Data listing section start
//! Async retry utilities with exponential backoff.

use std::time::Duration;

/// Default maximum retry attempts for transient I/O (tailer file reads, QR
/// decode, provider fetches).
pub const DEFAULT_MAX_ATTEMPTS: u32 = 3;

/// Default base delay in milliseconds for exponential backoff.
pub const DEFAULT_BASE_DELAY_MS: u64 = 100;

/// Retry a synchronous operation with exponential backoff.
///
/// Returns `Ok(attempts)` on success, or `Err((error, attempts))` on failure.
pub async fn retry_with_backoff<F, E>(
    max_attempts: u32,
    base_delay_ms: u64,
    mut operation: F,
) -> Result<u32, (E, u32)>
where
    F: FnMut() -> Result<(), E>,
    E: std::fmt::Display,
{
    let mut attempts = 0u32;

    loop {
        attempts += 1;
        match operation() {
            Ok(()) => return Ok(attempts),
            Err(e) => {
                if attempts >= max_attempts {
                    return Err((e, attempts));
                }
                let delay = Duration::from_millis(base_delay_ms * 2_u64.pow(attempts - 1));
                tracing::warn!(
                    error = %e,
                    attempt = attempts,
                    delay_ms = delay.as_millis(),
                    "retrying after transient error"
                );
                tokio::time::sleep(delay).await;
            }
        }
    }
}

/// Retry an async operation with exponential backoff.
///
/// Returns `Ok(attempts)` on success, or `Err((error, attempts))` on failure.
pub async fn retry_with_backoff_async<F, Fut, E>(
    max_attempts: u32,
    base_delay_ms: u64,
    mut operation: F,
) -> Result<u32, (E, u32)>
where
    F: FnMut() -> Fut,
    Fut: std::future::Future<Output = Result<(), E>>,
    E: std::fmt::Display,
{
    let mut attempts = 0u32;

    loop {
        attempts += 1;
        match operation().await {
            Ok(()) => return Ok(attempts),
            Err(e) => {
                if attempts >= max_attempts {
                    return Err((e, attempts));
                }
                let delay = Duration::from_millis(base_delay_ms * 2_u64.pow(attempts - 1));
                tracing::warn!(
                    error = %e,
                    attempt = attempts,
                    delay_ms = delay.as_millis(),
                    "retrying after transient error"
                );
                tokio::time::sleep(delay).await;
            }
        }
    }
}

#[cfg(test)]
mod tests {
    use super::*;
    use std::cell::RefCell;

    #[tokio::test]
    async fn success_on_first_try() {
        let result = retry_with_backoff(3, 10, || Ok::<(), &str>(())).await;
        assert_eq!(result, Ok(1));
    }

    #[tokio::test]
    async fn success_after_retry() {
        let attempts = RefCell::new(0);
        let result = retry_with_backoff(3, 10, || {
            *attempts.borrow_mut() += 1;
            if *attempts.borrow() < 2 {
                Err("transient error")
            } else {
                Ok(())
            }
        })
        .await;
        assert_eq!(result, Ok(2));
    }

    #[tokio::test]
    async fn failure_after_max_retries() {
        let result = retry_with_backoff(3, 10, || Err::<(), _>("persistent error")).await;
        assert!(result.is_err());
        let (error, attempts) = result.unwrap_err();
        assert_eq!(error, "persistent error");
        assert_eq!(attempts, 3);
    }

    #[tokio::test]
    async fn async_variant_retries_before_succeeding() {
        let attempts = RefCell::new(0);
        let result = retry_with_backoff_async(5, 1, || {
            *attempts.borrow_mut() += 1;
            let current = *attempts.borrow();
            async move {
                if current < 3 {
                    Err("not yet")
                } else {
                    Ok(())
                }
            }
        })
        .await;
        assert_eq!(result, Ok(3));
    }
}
Data listing section end
Find each line in the records above that contains "error", and copy it.

/// Returns `Ok(attempts)` on success, or `Err((error, attempts))` on failure.
                    error = %e,
                    "retrying after transient error"
/// Returns `Ok(attempts)` on success, or `Err((error, attempts))` on failure.
                    error = %e,
                    "retrying after transient error"
                Err("transient error")
        let result = retry_with_backoff(3, 10, || Err::<(), _>("persistent error")).await;
        let (error, attempts) = result.unwrap_err();
        assert_eq!(error, "persistent error");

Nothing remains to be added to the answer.